12.1.11

RBE I Workshop: Pietro Terna, "Complexity and Economics, Reading Notes for a Discussion"

WORKSHOP
REVISITING THE BOUNDARIES OF ECONOMICS
A Historical Perspective

Collegio Carlo Alberto, Moncalieri (Torino, Italy)
April 16, 2010


PIETRO TERNA
Dipartimento di scienze economiche e finanziarie G. Prato, Università di Torino and ISI

Complexity and Economics, Reading Notes for a Discussion

Excerpt


1.      Basics
The complexity manifesto is mostly identified with Anderson (1972) paper “More is different”, where we read:
(p.393) The reductionist hypothesis may still be a topic for controversy among philosophers, but among the great majority of active scientists I think it is accepted without questions. The workings of our minds and bodies, and of all the animate or inanimate matter of which we have any detailed knowledge, are assumed to be controlled by the same set of fundamental laws, which except under certain extreme conditions we feel we know pretty well.

(…)The main fallacy in this kind of thinking is that the reductionist hypothesis does not by any means imply a "constructionist" one: The ability to reduce everything to simple fundamental laws does not imply the ability to start from those laws and reconstruct the universe. In fact, the more the elementary particle physicists tell us about the nature of the fundamental laws, the less relevance they seem to have to the very real problems of the rest of science, much less to those of society.
The constructionist hypothesis breaks down when confronted with the twin difficulties of scale and complexity. The behavior of large and complex aggregates of elementary particles, it turns out, is not to be understood in terms of a simple extrapolation of the properties of a few particles. Instead, at each level of complexity entirely new properties appear, and the understanding of the new behaviors requires research which I think is as fundamental in its nature as any other.

(p.396) In closing, I offer two examples from economics of what I hope to have said. Marx said that quantitative differences become qualitative ones, but a dialogue in Paris in the 1920's sums it up even more clearly:
FITZGERALD: The rich are different from us.
HEMINGWAY: Yes, they have more money.

… and the dialog is only apparently a joke.
From the wonderful list of foundational paper about complexity that we can find at this page, let’s have a second basic reference related to the model building perspective.

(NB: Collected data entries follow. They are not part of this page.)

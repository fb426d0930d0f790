// [libs/infra/edge-uplink/src/wire.rs]
//! Formas on-the-wire exactas de spec §6. `fleetctl_core_envelope_crypto::SealedEnvelope`
//! ya cubre el cuerpo de un secreto individual; este módulo cubre los
//! sobres de respuesta que lo envuelven.

use fleetctl_core_envelope_crypto::SealedEnvelope;
use serde::{Deserialize, Serialize};
use serde_json::Value;

#[derive(Debug, Clone, Deserialize)]
pub struct DevicePubkeyResponse {
    pub device_id: i64,
    pub public_key: String,
    pub key_version: i32,
}

#[derive(Debug, Clone, Deserialize)]
pub struct HeartbeatResponse {
    pub last_seen_at: String,
}

#[derive(Debug, Clone, Deserialize)]
pub struct EdgeSecretsResponse {
    pub device_id: i64,
    pub key_version: i32,
    pub secrets: Vec<NamedEnvelope>,
    pub total: i64,
    #[serde(default)]
    pub skipped_capability: i64,
    #[serde(default)]
    pub skipped_bound: i64,
}

/// `SealedEnvelope` más el `miner_id` propietario, ya que el pull masivo
/// devuelve secretos de varios miners en un mismo array (spec §4.8
/// SUPPLEMENT: contadores `skipped_*` acompañan la respuesta).
#[derive(Debug, Clone, Deserialize)]
pub struct NamedEnvelope {
    pub miner_id: i64,
    #[serde(flatten)]
    pub envelope: SealedEnvelope,
}

#[derive(Debug, Clone, Deserialize)]
pub struct EdgeStatusResponse {
    pub device_id: i64,
    pub key_version: i32,
    pub secret_count: i64,
    pub last_seen_at: Option<String>,
}

#[derive(Debug, Clone, Serialize)]
pub struct AckReceipt {
    pub miner_id: i64,
    pub counter: i64,
}

#[derive(Debug, Clone, Serialize)]
pub struct EdgeAckRequest {
    pub receipts: Vec<AckReceipt>,
}

#[derive(Debug, Clone, Deserialize)]
pub struct EdgeAckResponse {
    pub acknowledged: i64,
}

#[derive(Debug, Clone, Deserialize)]
pub struct PolledCommand {
    pub command_id: String,
    pub command_type: String,
    pub payload: Value,
    pub target_ids: Vec<i64>,
    #[serde(default)]
    pub encrypted_credentials: Option<Value>,
}

#[derive(Debug, Clone, Deserialize)]
pub struct CommandPollResponse {
    pub commands: Vec<PolledCommand>,
}

#[derive(Debug, Clone, Serialize)]
pub struct TargetResultWire {
    pub miner_id: i64,
    pub status: String,
    pub message: String,
    #[serde(default)]
    pub metrics: serde_json::Map<String, Value>,
}

#[derive(Debug, Clone, Serialize)]
pub struct CommandAckRequest {
    pub results: Vec<TargetResultWire>,
}

#[derive(Debug, Clone, Deserialize)]
pub struct CommandAckResponse {
    pub ok: bool,
}

#[derive(Debug, Clone, Serialize)]
pub struct ScanClaimRequest {
    pub site_id: i64,
    #[serde(default)]
    pub scan_job_id: Option<String>,
}

#[derive(Debug, Clone, Deserialize)]
pub struct ClaimedScanJob {
    pub id: String,
    pub site_id: i64,
    pub ip_range_start: String,
    pub ip_range_end: String,
    pub total_ips: i64,
}

/// `None` `scan_job` means "no pending scan jobs" (spec §6); `ip_list` is
/// the cloud's own expansion of the claimed job's range, so the edge
/// never has to re-derive it.
#[derive(Debug, Clone, Deserialize)]
pub struct ScanClaimResponse {
    #[serde(default)]
    pub scan_job: Option<ClaimedScanJob>,
    #[serde(default)]
    pub ip_list: Vec<String>,
    #[serde(default)]
    pub message: Option<String>,
}

#[derive(Debug, Clone, Serialize)]
pub struct ScanProgressReport {
    pub scanned_ips: i64,
    pub discovered_miners: i64,
}

#[derive(Debug, Clone, Serialize)]
pub struct ScanResultsReport {
    pub discovered: Vec<ScanResultEntry>,
    pub completed: bool,
}

#[derive(Debug, Clone, Serialize)]
pub struct ScanResultEntry {
    pub ip_address: String,
    pub detected_model: String,
    pub detected_type: String,
}
// [libs/infra/discovery/src/scanner.rs]
/*!
 * =================================================================
 * APARATO: ESCÁNER DE RANGOS IP (V1.0)
 * CLASIFICACIÓN: INFRA LAYER (ESTRATO L3)
 * RESPONSABILIDAD: DESCUBRIMIENTO CONCURRENTE Y ACOTADO DE MINERS
 *
 * El escaneo se despacha como una tarea tokio supervisada (no un hilo
 * daemon suelto): el llamador conserva el `JoinHandle` y puede pedir
 * cancelación cooperativa vía un `watch` channel.
 * =================================================================
 */

use std::net::Ipv4Addr;
use std::sync::atomic::{AtomicU64, Ordering};
use std::sync::Arc;
use std::time::Duration;

use chrono::{DateTime, Utc};
use fleetctl_core_miner_proto::{quick_probe, MinerProtoClient};
use serde::{Deserialize, Serialize};
use tokio::sync::{watch, Semaphore};
use tracing::{debug, info};
use uuid::Uuid;

use crate::range::{parse_cidr, parse_ip_range, RangeParseError};
use crate::signatures::{identify_type_from_string, MinerType, HTTP_PORTS, MINER_SIGNATURES};

pub const CGMINER_PORT: u16 = 4028;
pub const DEFAULT_TIMEOUT_SECS: u64 = 3;
pub const MAX_WORKERS: usize = 50;

#[derive(Debug, Clone, Copy, PartialEq, Eq, Serialize, Deserialize)]
#[serde(rename_all = "UPPERCASE")]
pub enum ScanStatus {
    Pending,
    Scanning,
    Completed,
    Failed,
    Cancelled,
}

#[derive(Debug, Clone, Serialize, Deserialize)]
pub struct DiscoveredMiner {
    pub ip_address: String,
    pub port: u16,
    pub miner_type: String,
    pub model: String,
    pub firmware: String,
    pub hashrate_ths: f64,
    pub temperature: f64,
    pub online: bool,
    pub mac_address: String,
    pub worker: String,
    pub pool_url: String,
    pub uptime_hours: f64,
    pub latency_ms: f64,
    pub scan_time: DateTime<Utc>,
    pub error: Option<String>,
}

#[derive(Debug, Clone, Serialize, Deserialize)]
pub struct ScanProgress {
    pub scan_id: String,
    pub site_id: i64,
    pub total_ips: usize,
    pub scanned_ips: u64,
    pub discovered_miners: u64,
    pub status: ScanStatus,
    pub start_time: DateTime<Utc>,
    pub end_time: Option<DateTime<Utc>>,
    pub error: Option<String>,
}

impl ScanProgress {
    pub fn progress_percent(&self) -> f64 {
        if self.total_ips == 0 {
            return 0.0;
        }
        ((self.scanned_ips as f64 / self.total_ips as f64) * 1000.0).round() / 10.0
    }
}

pub fn generate_scan_id(site_id: i64) -> String {
    format!("scan_{site_id}_{}", Uuid::new_v4().simple())
}

struct ScanCounters {
    scanned: AtomicU64,
    discovered: AtomicU64,
}

/// Un escaneo en curso o terminado. Clonable barato: comparte el estado
/// interno vía `Arc`, de modo que el handle del caller y la tarea
/// `tokio::spawn`'d apuntan a la misma fuente de verdad.
pub struct ScanSession {
    progress: Arc<tokio::sync::Mutex<ScanProgress>>,
    counters: Arc<ScanCounters>,
    cancel_tx: watch::Sender<bool>,
}

impl ScanSession {
    pub async fn snapshot(&self) -> ScanProgress {
        let mut progress = self.progress.lock().await.clone();
        progress.scanned_ips = self.counters.scanned.load(Ordering::Relaxed);
        progress.discovered_miners = self.counters.discovered.load(Ordering::Relaxed);
        progress
    }

    pub fn cancel(&self) {
        let _ = self.cancel_tx.send(true);
    }
}

/// Inicia un escaneo de `start_ip..=end_ip` como tarea supervisada.
/// Devuelve de inmediato el `ScanSession` (para sondear progreso/cancelar)
/// y el `JoinHandle` que resuelve con la lista final de miners descubiertos.
pub fn spawn_range_scan(
    start_ip: &str,
    end_ip: &str,
    site_id: i64,
    credentials: (String, String),
) -> Result<(ScanSession, tokio::task::JoinHandle<Vec<DiscoveredMiner>>), RangeParseError> {
    let ip_list = parse_ip_range(start_ip, end_ip)?;
    Ok(spawn_scan(ip_list, site_id, credentials))
}

/// Igual que [`spawn_range_scan`] pero a partir de notación CIDR.
pub fn spawn_cidr_scan(
    cidr: &str,
    site_id: i64,
    credentials: (String, String),
) -> Result<(ScanSession, tokio::task::JoinHandle<Vec<DiscoveredMiner>>), RangeParseError> {
    let ip_list = parse_cidr(cidr)?;
    Ok(spawn_scan(ip_list, site_id, credentials))
}

fn spawn_scan(
    ip_list: Vec<Ipv4Addr>,
    site_id: i64,
    credentials: (String, String),
) -> (ScanSession, tokio::task::JoinHandle<Vec<DiscoveredMiner>>) {
    let scan_id = generate_scan_id(site_id);
    let total_ips = ip_list.len();

    let progress = Arc::new(tokio::sync::Mutex::new(ScanProgress {
        scan_id: scan_id.clone(),
        site_id,
        total_ips,
        scanned_ips: 0,
        discovered_miners: 0,
        status: ScanStatus::Pending,
        start_time: Utc::now(),
        end_time: None,
        error: None,
    }));

    let counters = Arc::new(ScanCounters {
        scanned: AtomicU64::new(0),
        discovered: AtomicU64::new(0),
    });

    let (cancel_tx, cancel_rx) = watch::channel(false);

    let session = ScanSession {
        progress: Arc::clone(&progress),
        counters: Arc::clone(&counters),
        cancel_tx,
    };

    let handle = tokio::spawn(run_scan(
        ip_list,
        progress,
        Arc::clone(&counters),
        cancel_rx,
        credentials,
        scan_id,
    ));

    (session, handle)
}

async fn run_scan(
    ip_list: Vec<Ipv4Addr>,
    progress: Arc<tokio::sync::Mutex<ScanProgress>>,
    counters: Arc<ScanCounters>,
    mut cancel_rx: watch::Receiver<bool>,
    credentials: (String, String),
    scan_id: String,
) -> Vec<DiscoveredMiner> {
    {
        let mut guard = progress.lock().await;
        guard.status = ScanStatus::Scanning;
    }

    let semaphore = Arc::new(Semaphore::new(MAX_WORKERS));
    let mut handles = Vec::with_capacity(ip_list.len());

    for ip in ip_list {
        if *cancel_rx.borrow() {
            break;
        }
        let permit_semaphore = Arc::clone(&semaphore);
        let (username, password) = credentials.clone();
        let counters = Arc::clone(&counters);
        let mut cancel_rx = cancel_rx.clone();

        handles.push(tokio::spawn(async move {
            let _permit = permit_semaphore.acquire_owned().await.ok();
            if *cancel_rx.borrow() {
                return None;
            }
            let result = probe_single_ip(ip, &username, &password).await;
            counters.scanned.fetch_add(1, Ordering::Relaxed);
            if result.is_some() {
                counters.discovered.fetch_add(1, Ordering::Relaxed);
            }
            result
        }));
    }

    let mut discovered = Vec::new();
    for handle in handles {
        if let Ok(Some(miner)) = handle.await {
            info!(scan_id = %scan_id, ip = %miner.ip_address, model = %miner.model, "discovered miner");
            discovered.push(miner);
        }
    }

    let mut guard = progress.lock().await;
    guard.status = if *cancel_rx.borrow() {
        ScanStatus::Cancelled
    } else {
        ScanStatus::Completed
    };
    guard.end_time = Some(Utc::now());

    discovered
}

async fn probe_single_ip(ip: Ipv4Addr, username: &str, password: &str) -> Option<DiscoveredMiner> {
    let ip_string = ip.to_string();
    let scan_time = Utc::now();

    let probe = quick_probe(&ip_string, CGMINER_PORT, DEFAULT_TIMEOUT_SECS).await;

    if probe.result != "OK" {
        return probe_http_fallback(&ip_string, username, password, scan_time).await;
    }

    let mut miner = DiscoveredMiner {
        ip_address: ip_string.clone(),
        port: CGMINER_PORT,
        miner_type: MinerType::Unknown.as_str().to_string(),
        model: "Unknown".into(),
        firmware: "Unknown".into(),
        hashrate_ths: probe.hashrate_ghs / 1000.0,
        temperature: probe.temp_max_c,
        online: true,
        mac_address: String::new(),
        worker: String::new(),
        pool_url: String::new(),
        uptime_hours: 0.0,
        latency_ms: probe.latency_ms,
        scan_time,
        error: None,
    };

    if let Ok(mut client) = MinerProtoClient::with_options(&ip_string, CGMINER_PORT, DEFAULT_TIMEOUT_SECS, 1, false) {
        if let Ok(version) = client.send_command("version", "").await {
            if let Some(entry) = version.get("VERSION").and_then(|v| v.get(0)) {
                let type_string = entry
                    .get("Type")
                    .or_else(|| entry.get("Miner"))
                    .and_then(|v| v.as_str())
                    .unwrap_or("");
                miner.miner_type = identify_type_from_string(type_string).as_str().to_string();
                miner.model = type_string.to_string();
                miner.firmware = entry
                    .get("CGMiner")
                    .or_else(|| entry.get("API"))
                    .and_then(|v| v.as_str())
                    .unwrap_or("Unknown")
                    .to_string();
            }
        }

        if let Ok(stats) = client.send_command("stats", "").await {
            if let Some(entries) = stats.get("STATS").and_then(|v| v.as_array()) {
                for entry in entries {
                    if let Some(id) = entry.get("miner_id").and_then(|v| v.as_str()) {
                        miner.mac_address = id.to_string();
                    }
                    if miner.model == "Unknown" || miner.model.is_empty() {
                        if let Some(type_str) = entry
                            .get("Type")
                            .or_else(|| entry.get("ID"))
                            .and_then(|v| v.as_str())
                        {
                            miner.model = type_str.to_string();
                            miner.miner_type = identify_type_from_string(type_str).as_str().to_string();
                        }
                    }
                }
            }
        }

        if let Ok(pools) = client.send_command("pools", "").await {
            if let Some(entries) = pools.get("POOLS").and_then(|v| v.as_array()) {
                for pool in entries {
                    let alive = pool.get("Status").and_then(|v| v.as_str()) == Some("Alive");
                    let active = pool.get("Stratum Active").and_then(|v| v.as_bool()).unwrap_or(false);
                    if alive || active {
                        miner.pool_url = pool.get("URL").and_then(|v| v.as_str()).unwrap_or("").to_string();
                        miner.worker = pool.get("User").and_then(|v| v.as_str()).unwrap_or("").to_string();
                        break;
                    }
                }
            }
        }

        if let Ok(summary) = client.send_command("summary", "").await {
            if let Some(entry) = summary.get("SUMMARY").and_then(|v| v.get(0)) {
                let elapsed = entry.get("Elapsed").and_then(|v| v.as_f64()).unwrap_or(0.0);
                miner.uptime_hours = elapsed / 3600.0;
            }
        }
    } else {
        debug!(ip = %ip_string, "failed to open detail connection after successful quick probe");
    }

    if miner.miner_type == MinerType::Unknown.as_str() {
        if let Some(http_match) = probe_http_fallback(&ip_string, username, password, scan_time).await {
            if http_match.online {
                miner.miner_type = http_match.miner_type;
                if miner.model == "Unknown" {
                    miner.model = http_match.model;
                }
                if http_match.port != CGMINER_PORT {
                    miner.port = http_match.port;
                }
            }
        }
    }

    Some(miner)
}

async fn probe_http_fallback(
    ip: &str,
    username: &str,
    password: &str,
    scan_time: DateTime<Utc>,
) -> Option<DiscoveredMiner> {
    let client = reqwest::Client::builder()
        .timeout(Duration::from_secs(DEFAULT_TIMEOUT_SECS))
        .danger_accept_invalid_certs(true)
        .build()
        .ok()?;

    for &port in HTTP_PORTS {
        for signature in MINER_SIGNATURES {
            let url = format!("http://{ip}:{port}{}", signature.http_path);

            let response = match client
                .get(&url)
                .basic_auth(username, Some(password))
                .send()
                .await
            {
                Ok(response) => response,
                Err(_) => continue,
            };

            if response.status().as_u16() != 200 {
                continue;
            }

            let Ok(body) = response.text().await else { continue };
            let body_lower = body.to_lowercase();

            let matched = signature
                .http_contains
                .iter()
                .any(|keyword| body_lower.contains(&keyword.to_lowercase()));

            if matched {
                let mut hashrate_ths = 0.0;
                let mut model = "Unknown".to_string();
                if let Ok(json) = serde_json::from_str::<serde_json::Value>(&body) {
                    if let Some(m) = json.get("model").and_then(|v| v.as_str()) {
                        model = m.to_string();
                    }
                    if let Some(h) = json.get("hashrate").and_then(|v| v.as_f64()) {
                        hashrate_ths = h / 1000.0;
                    }
                }

                return Some(DiscoveredMiner {
                    ip_address: ip.to_string(),
                    port,
                    miner_type: signature.miner_type.as_str().to_string(),
                    model,
                    firmware: "Unknown".into(),
                    hashrate_ths,
                    temperature: 0.0,
                    online: true,
                    mac_address: String::new(),
                    worker: String::new(),
                    pool_url: String::new(),
                    uptime_hours: 0.0,
                    latency_ms: 0.0,
                    scan_time,
                    error: None,
                });
            }
        }
    }

    None
}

In Rosenblueth and Wiener (1945), the founders of cybernetics, we read:
(p. 317) A distinction has already been made between material and formal or intellectual models. A material model is the representation of a complex system by a system which is assumed simpler and which is also assumed to have some properties similar to those selected for study in the original complex system. A formal model is a symbolic assertion in logical terms of an idealized relatively simple situation sharing the structural properties of the original factual system.
Material models are useful in the following cases. a) They may assist the scientist in replacing a phenomenon in an unfamiliar field by one in a field in which he is more at home.
(…) b) A material model may enable the carrying out of experiments under more favorable conditions than would be available in the original system. This translation presumes that there are reasonable grounds for supposing a similarity between the two situations; it thus presupposes the possession of an adequate formal model, with a structure similar to that of the two material systems. The formal model need not be thoroughly comprehended; the material model then serves to supplement the formal one.
(p. 319) It is obvious, therefore, that the difference between open-box and closed-box problems, although significant, is one of degree rather than of kind. All scientific problems begin as closed-box problems, i.e., only a few of the significant variables are recognized. Scientific progress consists in a progressive opening of those boxes. The successive addition of terminals or variables, leads to gradually more elaborate theoretical models: hence to a hierarchy in these models, from relatively simple, highly abstract ones, to more complex, more concrete theoretical structures. The setting up of a simple model for a closed-box assumes that a number of variables are only loosely coupled with the rest of those belonging to the system. The success of the initial experiments depends on the validity of that assumption. As the successive models become progressively more sophisticated the number of closed regions may actually and does usually increase, because the process may be compared with the subdivision of an original single box into several smaller shut compartments. Many of these small compartments may be deliberately left closed, because they are considered only functionally, but not structurally important. At an intermediate stage in the course of a scientific inquiry the formal model may thus be a heterogeneous assembly of elements, some treated in detail, that is specifically or structurally, and some treated merely with respect to their overall performance, that is, generically or functionally.

Being cybernetics a root of all our contemporary work in complexity and agent based simulation, it is important to underline the analogy between the ‘material model’ above, which is now the artifact we can construct into a computational system, with more or less open-boxes, to see in a closest way the problem while we are also studying it in a theoretical way.
Why this is more and more important in social science and economics?